"John S. Gage" wrote:

> Thomas Beale wrote:
>
> > I knew this, but I also knew you would respond with the latest status
> > on this! (BTW - just wait till they try and do UML -> XML-schema.
> > We've already been through the loop once, and it's painful. I've been
> > told not to deride XML-schema too much, but let's jsut say it's
> > missing a couple of key OO concepts).
>
> I, personally, think that this is an extremely key point.  I have heard
> the benefits of XML touted to the rooftops, but increasingly I have
> begun to believe that XML is very much at the bottom of the food chain.

(I'm smiling at this analogy)

> Thomas seems to clearly advocate using a *programming language* to model
> the domain.  He wants Eiffel, but the real point is that he wants a

Well, I want a formalism which can act as both a modelling language and a
programming language. Eiffel does both, out of the box, whilst one might
claim that UML + Java + Java-capable UML case tool is nearly equivalent -
UML gives you the modelling bit, Java the programming bit, the tool the
error-free transformation in between.

Eiffel/UML conversion already exists, BTW, but a better integration with
Rose is on the horizon.

> programming language.  Am I correct?  In addition, despite David's use
> of Corba, if I'm not mistaken, all his code is written in Java.  If, in
> fact, it's the programming language that counts, then (here comes the
> controversy) IMHO Java wins going away.  Just as a single example:
> medicine is supposed to become paperless, yet most computers in medicine
> generate *far* more paper than computer-less areas.  Printing is always
> going to be extremely important in medicine.  Well, guess who has by far
> and away the best printing API?  Why would I want to program in Eiffel,
> when it probably doesn't even have a print API?  Please tell me I'm wrong.
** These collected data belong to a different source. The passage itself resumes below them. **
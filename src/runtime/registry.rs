//! In-memory store of app runs.
//!
//! [`RunRegistry`] exclusively owns every [`AppRun`] record and hands out
//! clones. Records live for the lifetime of the process; there is no delete.
//!
//! Lock order is always runs → subagents: the registry may call into the
//! [`SubagentOrchestrator`] while holding its own lock, never the reverse.
//! The lock is released before any `.await`.

use std::collections::HashMap;
use std::sync::{Arc, Mutex, MutexGuard, PoisonError};

use tokio_util::sync::CancellationToken;
use uuid::Uuid;

use super::run::{AppRun, AppRunState, CreateRunParams};
use super::sandbox::SandboxResolver;
use super::tools::{ToolCatalog, available_tools};
use crate::config::{ConfigSource, SubagentRouting};
use crate::error::{ConfigError, OrchestrationError};
use crate::orchestration::{SpawnParams, SpawnResult, SubagentOrchestrator, SubagentRun, now_ms};

/// Reason recorded on subagents terminated by a run stop without a reason.
pub const DEFAULT_STOP_REASON: &str = "app-stop";

/// Reason recorded on subagents of a run replaced by a create with its id.
pub const REPLACED_REASON: &str = "app-replaced";

struct RunEntry {
    record: AppRun,
    /// Triggered on stop; parent of every subagent token spawned by the run.
    stop_token: CancellationToken,
}

#[derive(Default)]
struct Runs {
    entries: HashMap<String, RunEntry>,
    /// Run ids in creation order.
    order: Vec<String>,
}

fn clean(value: Option<&str>) -> Option<String> {
    value
        .map(str::trim)
        .filter(|v| !v.is_empty())
        .map(str::to_string)
}

/// Registry of app runs and the collaborators used to create them.
///
/// Cheap to clone; all clones share the same state.
#[derive(Clone)]
pub struct RunRegistry {
    runs: Arc<Mutex<Runs>>,
    subagents: SubagentOrchestrator,
    config: Arc<dyn ConfigSource>,
    sandbox: Arc<dyn SandboxResolver>,
    tools: Arc<dyn ToolCatalog>,
    root_cancel_token: CancellationToken,
}

impl RunRegistry {
    pub fn new(
        subagents: SubagentOrchestrator,
        config: Arc<dyn ConfigSource>,
        sandbox: Arc<dyn SandboxResolver>,
        tools: Arc<dyn ToolCatalog>,
        root_cancel_token: CancellationToken,
    ) -> Self {
        Self {
            runs: Arc::new(Mutex::new(Runs::default())),
            subagents,
            config,
            sandbox,
            tools,
            root_cancel_token,
        }
    }

    fn lock(&self) -> MutexGuard<'_, Runs> {
        self.runs.lock().unwrap_or_else(PoisonError::into_inner)
    }

    pub fn subagents(&self) -> &SubagentOrchestrator {
        &self.subagents
    }

    /// Create a run in state `created`.
    ///
    /// A caller-supplied run id is trusted verbatim (after trimming). Creating
    /// over an existing id replaces that run: its token is cancelled and its
    /// active subagents are terminated.
    pub fn create(&self, params: CreateRunParams) -> Result<AppRun, ConfigError> {
        let config = self.config.load()?;

        let run_id = clean(params.run_id.as_deref())
            .unwrap_or_else(|| format!("app-{}", Uuid::new_v4()));
        let session_key =
            clean(params.session_key.as_deref()).unwrap_or_else(|| config.main_session.clone());
        let agent_id =
            clean(params.agent_id.as_deref()).unwrap_or_else(|| config.main_agent.clone());

        let sandbox = self
            .sandbox
            .resolve(&config, &session_key, params.workspace_dir.as_deref());
        let tool_names = available_tools(
            self.tools.as_ref(),
            &session_key,
            sandbox.as_ref(),
            &config.app.tools,
        );

        let record = AppRun {
            run_id: run_id.clone(),
            session_key: session_key.clone(),
            agent_id,
            created_at: now_ms(),
            started_at: None,
            stopped_at: None,
            state: AppRunState::Created,
            config: config.app,
            sandboxed: sandbox.is_some(),
            tool_names,
            active_subagents: self.subagents.count_active(&session_key),
            last_spawn: None,
        };

        let mut runs = self.lock();
        let entry = RunEntry {
            record: record.clone(),
            stop_token: self.root_cancel_token.child_token(),
        };
        if let Some(replaced) = runs.entries.insert(run_id.clone(), entry) {
            replaced.stop_token.cancel();
            let terminated = self
                .subagents
                .terminate(&replaced.record.session_key, REPLACED_REASON);
            runs.order.retain(|id| id != &run_id);
            tracing::warn!(run_id = %run_id, terminated, "Replaced existing app run with the same id");
        }
        runs.order.push(run_id.clone());

        tracing::info!(
            run_id = %run_id,
            session_key = %session_key,
            sandboxed = record.sandboxed,
            tools = record.tool_names.len(),
            "App run created"
        );
        Ok(record)
    }

    /// Move a created run to `running`. Idempotent for running runs; a
    /// stopped run stays stopped. Always refreshes the active subagent count.
    pub fn start(&self, run_id: &str) -> Result<AppRun, OrchestrationError> {
        let mut runs = self.lock();
        let entry = runs
            .entries
            .get_mut(run_id)
            .ok_or_else(|| not_found(run_id))?;

        match entry.record.state {
            AppRunState::Created => {
                entry.record.state = AppRunState::Running;
                entry.record.started_at = Some(now_ms());
                tracing::info!(run_id, "App run started");
            }
            AppRunState::Running => {}
            AppRunState::Stopped => {
                tracing::debug!(run_id, "Ignoring start of a stopped app run");
            }
        }
        entry.record.active_subagents = self.subagents.count_active(&entry.record.session_key);
        Ok(entry.record.clone())
    }

    /// Stop a run, whatever its state.
    ///
    /// Cancels the run's token and terminates every active subagent under
    /// its session before returning. Re-stopping refreshes `stopped_at`.
    pub fn stop(&self, run_id: &str, reason: Option<&str>) -> Result<AppRun, OrchestrationError> {
        let reason = reason
            .map(str::trim)
            .filter(|r| !r.is_empty())
            .unwrap_or(DEFAULT_STOP_REASON);

        let mut runs = self.lock();
        let entry = runs
            .entries
            .get_mut(run_id)
            .ok_or_else(|| not_found(run_id))?;

        entry.stop_token.cancel();
        let terminated = self.subagents.terminate(&entry.record.session_key, reason);
        entry.record.active_subagents = self.subagents.count_active(&entry.record.session_key);
        entry.record.state = AppRunState::Stopped;
        entry.record.stopped_at = Some(now_ms());

        tracing::info!(run_id, reason, terminated, "App run stopped");
        Ok(entry.record.clone())
    }

    /// Refresh and return one run.
    pub fn status(&self, run_id: &str) -> Result<AppRun, OrchestrationError> {
        let mut runs = self.lock();
        let entry = runs
            .entries
            .get_mut(run_id)
            .ok_or_else(|| not_found(run_id))?;
        entry.record.active_subagents = self.subagents.count_active(&entry.record.session_key);
        Ok(entry.record.clone())
    }

    /// Refresh and return every run, in creation order.
    pub fn list(&self) -> Vec<AppRun> {
        let mut runs = self.lock();
        let Runs { entries, order } = &mut *runs;
        let mut out = Vec::with_capacity(order.len());
        for id in order.iter() {
            if let Some(entry) = entries.get_mut(id) {
                entry.record.active_subagents =
                    self.subagents.count_active(&entry.record.session_key);
                out.push(entry.record.clone());
            }
        }
        out
    }

    /// Spawn a subagent under the run's session, capped by the run's
    /// configuration snapshot.
    ///
    /// Admission rejections and executor failures come back as
    /// [`SpawnResult`] variants and are also kept as the run's `last_spawn`.
    /// A spawn overtaken by a stop of the run is rejected like a spawn on a
    /// stopped run.
    pub async fn spawn(
        &self,
        run_id: &str,
        mut params: SpawnParams,
    ) -> Result<SpawnResult, OrchestrationError> {
        let (session_key, cap, token) = {
            let runs = self.lock();
            let entry = runs.entries.get(run_id).ok_or_else(|| not_found(run_id))?;
            if entry.record.state == AppRunState::Stopped {
                return Err(stopped(run_id));
            }
            params.expects_completion_message =
                entry.record.config.subagents.routing == SubagentRouting::Requester;
            (
                entry.record.session_key.clone(),
                entry.record.config.subagents.max_active_runs,
                entry.stop_token.clone(),
            )
        };

        let result = self
            .subagents
            .try_spawn(&session_key, params, cap, Some(&token))
            .await;

        let mut runs = self.lock();
        if let Some(entry) = runs.entries.get_mut(run_id) {
            entry.record.last_spawn = Some(result.clone());
            entry.record.active_subagents = self.subagents.count_active(&session_key);
            if entry.record.state == AppRunState::Stopped && !result.is_accepted() {
                return Err(stopped(run_id));
            }
        }
        Ok(result)
    }

    /// Every subagent run under the run's session. Empty for unknown runs.
    pub fn subagent_runs(&self, run_id: &str) -> Vec<SubagentRun> {
        let session_key = {
            let runs = self.lock();
            match runs.entries.get(run_id) {
                Some(entry) => entry.record.session_key.clone(),
                None => return Vec::new(),
            }
        };
        self.subagents.list_descendants(&session_key)
    }

    /// The run's cancellation token, for collaborators that want to observe
    /// a stop cooperatively.
    pub fn cancel_token(&self, run_id: &str) -> Option<CancellationToken> {
        self.lock()
            .entries
            .get(run_id)
            .map(|entry| entry.stop_token.clone())
    }
}

fn not_found(run_id: &str) -> OrchestrationError {
    OrchestrationError::NotFound {
        run_id: run_id.to_string(),
    }
}

fn stopped(run_id: &str) -> OrchestrationError {
    OrchestrationError::InvalidRequest(format!("app run is stopped: {run_id}"))
}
Printing is an activity fairly far "down the food chain". By the time you
see your content from a GEHR kernel implementation of COAS running on Zope,
you are probably looking at an XML browser on a PC in another wing of the
hospital; the printing capabilities will be to do with this browser, not the
back end. Or else you'll be using a custom VB app; same argument.

> > Well, I think that UML is ... not bad for a diagramming notation. It's
> > been though enough iterations to cover a lot of things. Its big
> > drawback is that it has no formal grammar or definition.
>
> i.e. it's not a programming language.  It's just the rich man's XML.

I wouldn't compare it to XML - XML does actually have a grammar (not a nice
one though); it's just a diagramming standard.